*Task directions*
Return all lines from the entries below in which the word "readings" is present.

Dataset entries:
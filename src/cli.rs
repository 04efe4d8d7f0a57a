//! Command-line interface for EchoLink
//!
//! Handles argument parsing, logging configuration and the line commands
//! read from stdin.

use crate::app::Command;
use crate::sync::DEFAULT_CHANNEL;
use clap::{Parser, ValueEnum};
use log::LevelFilter;
use std::path::PathBuf;
use std::str::FromStr;
use std::time::Duration;

/// Where recordings come from
#[derive(Clone, Copy, Debug, PartialEq, Eq, ValueEnum)]
pub enum InputBackend {
    /// Generated test tone; works without an audio server
    Synthetic,
    /// Default PipeWire source (needs the `pipewire` feature)
    Pipewire,
}

/// EchoLink - Voice recorder with playback synced across instances
#[derive(Parser, Debug)]
#[command(name = "echolink")]
#[command(author, version, about, long_about = None)]
pub struct Args {
    /// Increase logging verbosity
    /// -v = info, -vv = debug, -vvv = trace, -vvvv = all deps
    #[arg(short, long, action = clap::ArgAction::Count)]
    pub verbose: u8,

    /// Suppress all output except errors
    #[arg(short, long)]
    pub quiet: bool,

    /// Name of the channel shared with other instances
    #[arg(long, default_value = DEFAULT_CHANNEL)]
    pub channel: String,

    /// Milliseconds between position broadcasts while playing
    #[arg(long, default_value_t = 1000)]
    pub sync_interval_ms: u64,

    /// Milliseconds between timeline updates
    #[arg(long, default_value_t = 250)]
    pub tick_ms: u64,

    /// Directory for playable audio files (default: per-instance cache dir)
    #[arg(long)]
    pub artifact_dir: Option<PathBuf>,

    /// Audio input backend
    #[arg(long, value_enum, default_value_t = InputBackend::Synthetic)]
    pub input: InputBackend,

    /// External noise reduction command; `{input}` and `{output}` are
    /// replaced with WAV paths. Uses the built-in noise gate when unset.
    #[arg(long)]
    pub denoise_command: Option<String>,

    /// Initial playback volume (0-100); defaults to the saved volume
    #[arg(long)]
    pub volume: Option<i64>,
}

impl Args {
    /// Get the log level filter based on verbosity flags
    pub fn log_level(&self) -> LevelFilter {
        if self.quiet {
            LevelFilter::Error
        } else {
            match self.verbose {
                0 => LevelFilter::Warn,
                1 => LevelFilter::Info,
                2 => LevelFilter::Debug,
                _ => LevelFilter::Trace,
            }
        }
    }

    pub fn sync_interval(&self) -> Duration {
        Duration::from_millis(self.sync_interval_ms.max(1))
    }

    pub fn tick(&self) -> Duration {
        Duration::from_millis(self.tick_ms.max(1))
    }
}

/// Initialize the logging system based on CLI arguments
pub fn init_logging(args: &Args) {
    let mut builder = env_logger::Builder::new();

    // Base level for all modules - keep at warn to suppress noisy deps
    builder.filter_level(LevelFilter::Warn);

    // Set echolink modules to requested verbosity level
    builder.filter_module("echolink", args.log_level());

    // Audio server internals only at -vvvv
    if args.verbose >= 4 {
        builder.filter_module("pipewire", args.log_level());
        builder.filter_module("tokio", args.log_level());
    }

    builder.format_timestamp_millis().init();
}

impl FromStr for Command {
    type Err = String;

    fn from_str(line: &str) -> Result<Self, Self::Err> {
        let line = line.trim();
        let (word, rest) = match line.split_once(char::is_whitespace) {
            Some((word, rest)) => (word, rest.trim()),
            None => (line, ""),
        };

        let command = match word.to_ascii_lowercase().as_str() {
            "record" | "rec" | "r" => Command::Record,
            "stop" | "s" => Command::Stop,
            "play" => Command::Play,
            "pause" => Command::Pause,
            "toggle" | "t" => Command::Toggle,
            "seek" => {
                let seconds: f64 = rest
                    .parse()
                    .map_err(|_| format!("seek needs a number of seconds, got {:?}", rest))?;
                if !seconds.is_finite() {
                    return Err(format!("invalid seek target {:?}", rest));
                }
                // 0.1 s resolution
                Command::Seek((seconds * 10.0).round() / 10.0)
            }
            "volume" | "vol" => {
                let percent: i64 = rest
                    .parse()
                    .map_err(|_| format!("volume needs a whole number 0-100, got {:?}", rest))?;
                Command::Volume(percent)
            }
            "denoise" => Command::Denoise,
            "open" => {
                if rest.is_empty() {
                    return Err("open needs a file path".to_string());
                }
                Command::Open(PathBuf::from(rest))
            }
            "status" => Command::Status,
            "help" | "?" => Command::Help,
            "quit" | "exit" | "q" => Command::Quit,
            "" => return Err("empty command".to_string()),
            other => return Err(format!("unknown command {:?}, try help", other)),
        };
        Ok(command)
    }
}
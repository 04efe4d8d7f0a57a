mod app_state;

pub use app_state::{AppState, Operation};
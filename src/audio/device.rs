//! Capture device abstraction
//!
//! A device is acquired for exclusive use and then pushes binary chunks of
//! interleaved little-endian f32 frames until its stream is stopped.

use super::artifact::{encode_samples, AudioFormat};
use crate::error::Result;
use async_trait::async_trait;
use bytes::Bytes;
use log::debug;
use std::f32::consts::TAU;
use std::time::Duration;
use tokio::sync::mpsc;
use tokio::task::JoinHandle;

/// A running input stream. Stopping turns the device off.
pub trait InputStream: Send {
    fn stop(&mut self);
}

/// Exclusive handle on an acquired input device
pub struct DeviceHandle {
    format: AudioFormat,
    chunks: mpsc::UnboundedReceiver<Bytes>,
    stream: Option<Box<dyn InputStream>>,
}

impl DeviceHandle {
    pub fn new(
        format: AudioFormat,
        chunks: mpsc::UnboundedReceiver<Bytes>,
        stream: Box<dyn InputStream>,
    ) -> Self {
        Self {
            format,
            chunks,
            stream: Some(stream),
        }
    }

    pub fn format(&self) -> AudioFormat {
        self.format
    }

    /// Next chunk pushed by the device; `None` once the device went away
    pub async fn next_chunk(&mut self) -> Option<Bytes> {
        self.chunks.recv().await
    }

    /// Stop the device and hand back chunks it had already delivered
    pub fn release(mut self) -> Vec<Bytes> {
        self.stop_stream();
        let mut pending = Vec::new();
        while let Ok(chunk) = self.chunks.try_recv() {
            pending.push(chunk);
        }
        pending
    }

    fn stop_stream(&mut self) {
        if let Some(mut stream) = self.stream.take() {
            stream.stop();
        }
    }
}

impl Drop for DeviceHandle {
    fn drop(&mut self) {
        self.stop_stream();
    }
}

/// A host audio input that can be acquired for capture
#[async_trait]
pub trait CaptureDevice: Send + Sync {
    fn name(&self) -> &str;

    /// Request exclusive access. Fails with `DeviceUnavailable`.
    async fn acquire(&self) -> Result<DeviceHandle>;
}

/// Tone generator standing in for a microphone on hosts without an audio backend
pub struct SyntheticDevice {
    format: AudioFormat,
    frequency: f32,
    chunk_period: Duration,
}

impl SyntheticDevice {
    pub fn new(format: AudioFormat) -> Self {
        Self {
            format,
            frequency: 440.0,
            chunk_period: Duration::from_millis(100),
        }
    }
}

impl Default for SyntheticDevice {
    fn default() -> Self {
        Self::new(AudioFormat::new(16000, 1))
    }
}

struct TaskStream(JoinHandle<()>);

impl InputStream for TaskStream {
    fn stop(&mut self) {
        self.0.abort();
    }
}

#[async_trait]
impl CaptureDevice for SyntheticDevice {
    fn name(&self) -> &str {
        "synthetic"
    }

    async fn acquire(&self) -> Result<DeviceHandle> {
        let (tx, rx) = mpsc::unbounded_channel();
        let format = self.format;
        let frequency = self.frequency;
        let period = self.chunk_period;
        let frames = (format.sample_rate as f64 * period.as_secs_f64()) as usize;

        let task = tokio::spawn(async move {
            let mut ticker = tokio::time::interval(period);
            let mut phase = 0.0f32;
            let step = TAU * frequency / format.sample_rate as f32;
            loop {
                ticker.tick().await;
                let mut samples = Vec::with_capacity(frames * format.channels as usize);
                for _ in 0..frames {
                    let value = phase.sin() * 0.25;
                    phase = (phase + step) % TAU;
                    for _ in 0..format.channels {
                        samples.push(value);
                    }
                }
                if tx.send(encode_samples(&samples)).is_err() {
                    break;
                }
            }
        });

        debug!("Synthetic input started ({} Hz)", format.sample_rate);
        Ok(DeviceHandle::new(format, rx, Box::new(TaskStream(task))))
    }
}
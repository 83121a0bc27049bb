use std::fmt;

/// Summary of a finished training.
#[derive(Debug, Clone, PartialEq, PartialOrd)]
#[cfg_attr(feature = "serde", derive(serde::Serialize, serde::Deserialize))]
pub struct ActivityRecord {
    pub training_type: String,
    /// Hours
    pub duration: f64,
    /// Kilometers
    pub distance: f64,
    /// Kilometers per hour
    pub speed: f64,
    /// Kilocalories
    pub calories: f64,
}

impl ActivityRecord {
    pub fn message(&self) -> String {
        self.to_string()
    }
}

impl fmt::Display for ActivityRecord {
    fn fmt(&self, f: &mut fmt::Formatter<'_>) -> fmt::Result {
        let Self {
            training_type,
            duration,
            distance,
            speed,
            calories,
        } = self;

        write!(
            f,
            "Activity type: {training_type}; \
             Duration: {duration:.3} h.; \
             Distance: {distance:.3} km; \
             Avg. speed: {speed:.3} km/h; \
             Calories burned: {calories:.3}."
        )
    }
}
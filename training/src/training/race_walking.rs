use super::{Training, checked_duration};
use crate::{MIN_IN_H, Result};

const CALORIES_WEIGHT_MULTIPLIER: f64 = 0.035;
const CALORIES_SPEED_HEIGHT_MULTIPLIER: f64 = 0.029;

/// Sports (race) walking
///
/// ```notrust
/// calories = (0.035 * weight + (speed^2 // height) * 0.029 * weight) * (duration * MIN_IN_H)
/// ```
///
/// _Note_: `speed^2 // height` is a floored division. The widespread formula divides normally,
/// so results for usual speeds reduce to the weight term only. Kept as is until
/// the intended formula is confirmed.
#[derive(Debug, Clone, PartialEq, PartialOrd)]
pub struct RaceWalking {
    action: u64,
    duration: f64,
    weight: f64,
    height: f64,
}

impl RaceWalking {
    /// # Params
    /// - `action` - number of steps
    /// - `duration` - hours
    /// - `weight` - kilograms
    /// - `height` - centimeters
    pub fn new(action: u64, duration: f64, weight: f64, height: f64) -> Result<Self> {
        Ok(Self {
            action,
            duration: checked_duration(duration)?,
            weight,
            height,
        })
    }

    pub const fn weight(&self) -> f64 {
        self.weight
    }

    pub const fn height(&self) -> f64 {
        self.height
    }
}

impl Training for RaceWalking {
    const NAME: &'static str = "SportsWalking";

    fn action(&self) -> u64 {
        self.action
    }

    fn duration(&self) -> f64 {
        self.duration
    }

    fn spent_calories(&self) -> f64 {
        let speed_by_height = floor_div(self.mean_speed().powi(2), self.height);

        (CALORIES_WEIGHT_MULTIPLIER * self.weight
            + speed_by_height * CALORIES_SPEED_HEIGHT_MULTIPLIER * self.weight)
            * (self.duration * MIN_IN_H)
    }
}

/// Floored quotient derived from the remainder, not from the rounded `a / b`.
///
/// `(a / b).floor()` is one too big whenever `a / b` rounds up to a whole number
/// e.g. `169.0 / 0.1` gives `1690.0` while the floored quotient is `1689.0`.
fn floor_div(a: f64, b: f64) -> f64 {
    let rem = a % b;
    let mut div = (a - rem) / b;

    if rem != 0.0 && (b < 0.0) != (rem < 0.0) {
        div -= 1.0;
    }

    if div == 0.0 {
        return 0.0_f64.copysign(a / b);
    }

    let floor = div.floor();
    match div - floor > 0.5 {
        true => floor + 1.0,
        false => floor,
    }
}

#[cfg(test)]
mod tests {
    use super::*;
    use crate::{Error, training::assert_close};

    #[test]
    fn test_hour_walk() -> Result<()> {
        let walk = RaceWalking::new(9000, 1.0, 75.0, 180.0)?;

        assert_close(5.85, walk.distance());
        assert_close(5.85, walk.mean_speed());
        // 5.85^2 / 180 floors to zero
        assert_close(157.5, walk.spent_calories());

        Ok(())
    }

    #[test]
    fn test_floor_division_of_speed() -> Result<()> {
        // About 20 km/h, 400 / 150 floors to 2
        let walk = RaceWalking::new(15385, 0.5, 70.0, 150.0)?;
        let speed = walk.mean_speed();
        assert!((speed.powi(2) / 150.0).floor() == 2.0);

        let expected = (0.035 * 70.0 + 2.0 * 0.029 * 70.0) * 30.0;
        assert_close(expected, walk.spent_calories());

        Ok(())
    }

    #[test]
    fn test_floor_div_uses_remainder() {
        assert_eq!(floor_div(169.0, 0.1), 1689.0);
        assert_eq!(floor_div(34.2225, 180.0), 0.0);
        assert_eq!(floor_div(400.0, 150.0), 2.0);
        assert_eq!(floor_div(-7.0, 2.0), -4.0);
        assert_eq!(floor_div(7.0, -2.0), -4.0);
    }

    #[test]
    fn test_quotient_rounding_up_to_whole() -> Result<()> {
        // 13 km/h, 169 / 0.1 floors to 1689
        let walk = RaceWalking::new(20000, 1.0, 75.0, 0.1)?;
        assert_close(13.0, walk.mean_speed());

        let expected = (0.035 * 75.0 + 1689.0 * 0.029 * 75.0) * 60.0;
        assert_close(expected, walk.spent_calories());
        assert!((walk.spent_calories() - 220572.0).abs() < 1e-6);

        Ok(())
    }

    #[test]
    fn test_negative_duration() {
        assert!(matches!(
            RaceWalking::new(9000, -1.0, 75.0, 180.0),
            Err(Error::InvalidDuration(_))
        ));
    }
}
use std::{fmt, str::FromStr};

use crate::{Error, RaceWalking, Result, Running, Swimming, Workout};

/// Activity code sent by sensors.
#[derive(Debug, Clone, Copy, PartialEq, Eq, PartialOrd, Ord, Hash)]
#[cfg_attr(feature = "serde", derive(serde::Serialize, serde::Deserialize))]
pub enum ActivityCode {
    #[cfg_attr(feature = "serde", serde(rename = "RUN"))]
    Run,
    #[cfg_attr(feature = "serde", serde(rename = "WLK"))]
    Walk,
    #[cfg_attr(feature = "serde", serde(rename = "SWM"))]
    Swim,
}

impl ActivityCode {
    pub const ALL: [Self; 3] = [Self::Run, Self::Walk, Self::Swim];

    pub const fn as_str(self) -> &'static str {
        match self {
            Self::Run => "RUN",
            Self::Walk => "WLK",
            Self::Swim => "SWM",
        }
    }

    /// Number of values expected in a package
    pub const fn arity(self) -> usize {
        match self {
            Self::Run => 3,
            Self::Walk => 4,
            Self::Swim => 5,
        }
    }
}

impl fmt::Display for ActivityCode {
    fn fmt(&self, f: &mut fmt::Formatter<'_>) -> fmt::Result {
        f.write_str(self.as_str())
    }
}

impl FromStr for ActivityCode {
    type Err = Error;

    fn from_str(s: &str) -> Result<Self> {
        Self::ALL
            .into_iter()
            .find(|this| this.as_str() == s)
            .ok_or_else(|| Error::UnknownActivity(s.to_owned()))
    }
}

/// Build a training from sensor readings.
///
/// `values` are bound in order:
/// - `RUN` - steps, duration, weight
/// - `WLK` - steps, duration, weight, height
/// - `SWM` - strokes, duration, weight, pool length, pool count
pub fn read_package(code: &str, values: &[f64]) -> Result<Workout> {
    let code = code.parse::<ActivityCode>()?;

    tracing::debug!(%code, ?values, "Reading package");

    let workout: Workout = match (code, values) {
        (ActivityCode::Run, &[action, duration, weight]) => {
            Running::new(count("action", action)?, duration, weight)?.into()
        }
        (ActivityCode::Walk, &[action, duration, weight, height]) => {
            RaceWalking::new(count("action", action)?, duration, weight, height)?.into()
        }
        (ActivityCode::Swim, &[action, duration, weight, pool_length, pool_count]) => {
            Swimming::new(
                count("action", action)?,
                duration,
                weight,
                pool_length,
                count("pool_count", pool_count)?,
            )?
            .into()
        }
        (code, values) => {
            return Err(Error::InvalidArguments {
                code,
                expected: code.arity(),
                actual: values.len(),
            });
        }
    };

    Ok(workout)
}

/// Whole numbers in `0..2^64`.
fn count(field: &'static str, value: f64) -> Result<u64> {
    match value.is_finite() && value >= 0.0 && value.fract() == 0.0 && value < u64::MAX as f64 {
        true => Ok(value as u64),
        false => Err(Error::InvalidCount { field, value }),
    }
}
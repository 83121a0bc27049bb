use crate::{Result, Workout, read_package};

/// Raw readings of a single training as sent by sensors.
#[derive(Debug, Clone, PartialEq, PartialOrd)]
#[cfg_attr(feature = "serde", derive(serde::Serialize, serde::Deserialize))]
pub struct Package {
    pub code: String,
    pub values: Vec<f64>,
}

impl Package {
    pub fn new(code: impl Into<String>, values: impl Into<Vec<f64>>) -> Self {
        Self {
            code: code.into(),
            values: values.into(),
        }
    }

    pub fn read(&self) -> Result<Workout> {
        read_package(&self.code, &self.values)
    }
}

/// Packages used when no input is given.
pub fn sample_packages() -> Vec<Package> {
    vec![
        Package::new("SWM", [720.0, 1.0, 80.0, 25.0, 40.0]),
        Package::new("RUN", [15000.0, 1.0, 75.0]),
        Package::new("WLK", [9000.0, 1.0, 75.0, 180.0]),
    ]
}

/// Read packages from headerless csv, one package per row:
///
/// ```notrust
/// SWM,720,1,80,25,40
/// RUN,15000,1,75
/// # comments are skipped
/// WLK,9000,1,75,180
/// ```
#[cfg(feature = "csv")]
pub fn read_packages(reader: impl std::io::Read) -> Result<Vec<Package>> {
    use crate::Error;

    let mut reader = csv::ReaderBuilder::new()
        .has_headers(false)
        .flexible(true)
        .trim(csv::Trim::All)
        .comment(Some(b'#'))
        .from_reader(reader);

    let mut packages = Vec::new();

    for record in reader.records() {
        let record = record?;
        let row = record.position().map(|this| this.line()).unwrap_or_default();

        let mut fields = record.iter();
        let code = fields.next().unwrap_or_default();

        let values = fields
            .map(|value| {
                value.parse::<f64>().map_err(|_| Error::InvalidNumber {
                    row,
                    value: value.to_owned(),
                })
            })
            .collect::<Result<Vec<_>>>()?;

        packages.push(Package::new(code, values));
    }

    Ok(packages)
}
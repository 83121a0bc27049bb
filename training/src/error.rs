use crate::ActivityCode;

pub type Result<T, E = Error> = std::result::Result<T, E>;

#[derive(Debug, thiserror::Error)]
pub enum Error {
    #[error("Unknown activity code `{0}`")]
    UnknownActivity(String),
    #[error("Activity `{code}` expects {expected} values, got {actual}")]
    InvalidArguments {
        code: ActivityCode,
        expected: usize,
        actual: usize,
    },
    #[error("`{field}` must be a non-negative whole number, got {value}")]
    InvalidCount { field: &'static str, value: f64 },
    #[error("Duration must be greater than zero, got {0} h")]
    InvalidDuration(f64),
    #[error("Failed to write summary: {0}")]
    Io(#[from] std::io::Error),
    #[cfg(feature = "csv")]
    #[error("Failed to read packages: {0}")]
    Csv(#[from] csv::Error),
    #[cfg(feature = "csv")]
    #[error("Row {row}: `{value}` is not a number")]
    InvalidNumber { row: u64, value: String },
}
//! Board logic for Minesweeper: deferred mine placement, neighbor counts,
//! flood-fill and chorded reveals, flag bookkeeping and win/loss detection.
//!
//! Rendering, timers and input handling belong to the caller, which owns a
//! [`Board`], feeds coordinates into it and polls [`BoardEvent`]s back out.

#![no_std]

extern crate alloc;

use alloc::vec::Vec;
use core::ops::Index;
use ndarray::Array2;
use serde::{Deserialize, Serialize};

pub use cell::*;
pub use engine::*;
pub use error::*;
pub use event::*;
pub use generator::*;
pub use types::*;

mod cell;
mod engine;
mod error;
mod event;
mod generator;
mod types;

/// Cells kept free of mines around the first reveal.
pub const SAFE_ZONE_CELLS: CellCount = 9;

#[derive(Copy, Clone, Debug, PartialEq, Eq, Serialize, Deserialize)]
pub struct GameConfig {
    /// `(rows, columns)`
    pub size: Coord2,
    pub mines: CellCount,
}

impl GameConfig {
    pub const fn new_unchecked(size: Coord2, mines: CellCount) -> Self {
        Self { size, mines }
    }

    /// Sanitizes the requested board: at least one row and column, and never
    /// more mines than fit outside the first-click safe zone.
    pub fn new((rows, columns): Coord2, mines: CellCount) -> Self {
        let rows = rows.max(1);
        let columns = columns.max(1);
        let mines = mines.min(Self::max_mines_for((rows, columns)));
        Self::new_unchecked((rows, columns), mines)
    }

    /// One mine per six cells, clamped like [`GameConfig::new`].
    pub fn recommended(size: Coord2) -> Self {
        let total = cell_total(size.0.max(1), size.1.max(1));
        Self::new(size, total / 6)
    }

    pub const fn beginner() -> Self {
        Self::new_unchecked((9, 9), 10)
    }

    pub const fn intermediate() -> Self {
        Self::new_unchecked((16, 16), 40)
    }

    pub const fn expert() -> Self {
        Self::new_unchecked((16, 30), 99)
    }

    pub const fn max_mines_for(size: Coord2) -> CellCount {
        cell_total(size.0, size.1).saturating_sub(SAFE_ZONE_CELLS)
    }

    pub const fn rows(&self) -> Coord {
        self.size.0
    }

    pub const fn columns(&self) -> Coord {
        self.size.1
    }

    pub const fn total_cells(&self) -> CellCount {
        cell_total(self.size.0, self.size.1)
    }
}

impl Default for GameConfig {
    fn default() -> Self {
        Self::beginner()
    }
}

/// Mine positions for one game, kept in placement order.
#[derive(Clone, Debug, PartialEq, Serialize, Deserialize)]
pub struct MineLayout {
    mine_mask: Array2<bool>,
    mine_coords: Vec<Coord2>,
}

impl MineLayout {
    pub fn empty(size: Coord2) -> Self {
        Self {
            mine_mask: Array2::default(size.to_nd_index()),
            mine_coords: Vec::new(),
        }
    }

    /// Builds a layout from explicit coordinates, duplicates count once.
    pub fn from_mine_coords(size: Coord2, mine_coords: &[Coord2]) -> Result<Self> {
        let mut layout = Self::empty(size);

        for &coords in mine_coords {
            if coords.0 >= size.0 || coords.1 >= size.1 {
                return Err(GameError::InvalidCoords);
            }
            layout.insert(coords);
        }

        Ok(layout)
    }

    /// Adds a mine, returns `false` if one was already there.
    pub(crate) fn insert(&mut self, coords: Coord2) -> bool {
        let slot = &mut self.mine_mask[coords.to_nd_index()];
        if *slot {
            return false;
        }
        *slot = true;
        self.mine_coords.push(coords);
        true
    }

    pub fn game_config(&self) -> GameConfig {
        GameConfig::new_unchecked(self.size(), self.mine_count())
    }

    pub fn size(&self) -> Coord2 {
        let (rows, columns) = self.mine_mask.dim();
        (rows as Coord, columns as Coord)
    }

    pub fn mine_count(&self) -> CellCount {
        // bounded by the cell count, which fits `CellCount`
        self.mine_coords.len() as CellCount
    }

    pub fn contains_mine(&self, coords: Coord2) -> bool {
        self[coords]
    }

    /// Mines in the order they were placed.
    pub fn mine_coords(&self) -> &[Coord2] {
        &self.mine_coords
    }
}

impl Index<Coord2> for MineLayout {
    type Output = bool;

    fn index(&self, coords: Coord2) -> &Self::Output {
        &self.mine_mask[coords.to_nd_index()]
    }
}

#[derive(Copy, Clone, Debug, PartialEq, Eq)]
pub enum FlagOutcome {
    NoChange,
    Changed,
}

#[derive(Copy, Clone, Debug, PartialEq, Eq)]
pub enum RevealOutcome {
    NoChange,
    Revealed,
    HitMine,
    Won,
}

#[cfg(test)]
mod tests {
    use super::*;

    #[test]
    fn config_clamps_dimensions_and_mine_cap() {
        let config = GameConfig::new((0, 0), 10);
        assert_eq!(config.size, (1, 1));
        assert_eq!(config.mines, 0);

        let config = GameConfig::new((3, 3), 5);
        assert_eq!(config.mines, 0);

        let config = GameConfig::new((4, 4), 100);
        assert_eq!(config.mines, 7);

        let config = GameConfig::new((10, 10), 20);
        assert_eq!(config.mines, 20);
    }

    #[test]
    fn recommended_uses_one_mine_per_six_cells() {
        assert_eq!(GameConfig::recommended((12, 12)).mines, 24);
        assert_eq!(GameConfig::recommended((3, 3)).mines, 0);
    }

    #[test]
    fn presets_respect_the_cap() {
        for config in [
            GameConfig::beginner(),
            GameConfig::intermediate(),
            GameConfig::expert(),
        ] {
            assert_eq!(GameConfig::new(config.size, config.mines), config);
        }
    }

    #[test]
    fn config_serializes_as_plain_fields() {
        let config = GameConfig::new((5, 7), 4);

        let json = serde_json::to_string(&config).unwrap();
        assert_eq!(json, r#"{"size":[5,7],"mines":4}"#);

        let parsed: GameConfig = serde_json::from_str(&json).unwrap();
        assert_eq!(parsed, config);
    }

    #[test]
    fn layout_rejects_out_of_bounds_and_dedupes() {
        assert_eq!(
            MineLayout::from_mine_coords((2, 2), &[(2, 0)]),
            Err(GameError::InvalidCoords)
        );

        let layout = MineLayout::from_mine_coords((3, 3), &[(0, 0), (0, 0), (2, 1)]).unwrap();
        assert_eq!(layout.mine_count(), 2);
        assert_eq!(layout.mine_coords(), &[(0, 0), (2, 1)]);
        assert!(layout.contains_mine((2, 1)));
        assert!(!layout.contains_mine((1, 1)));
    }
}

*Answer to the exercise*
/// Build a training from sensor readings.
/// Raw readings of a single training as sent by sensors.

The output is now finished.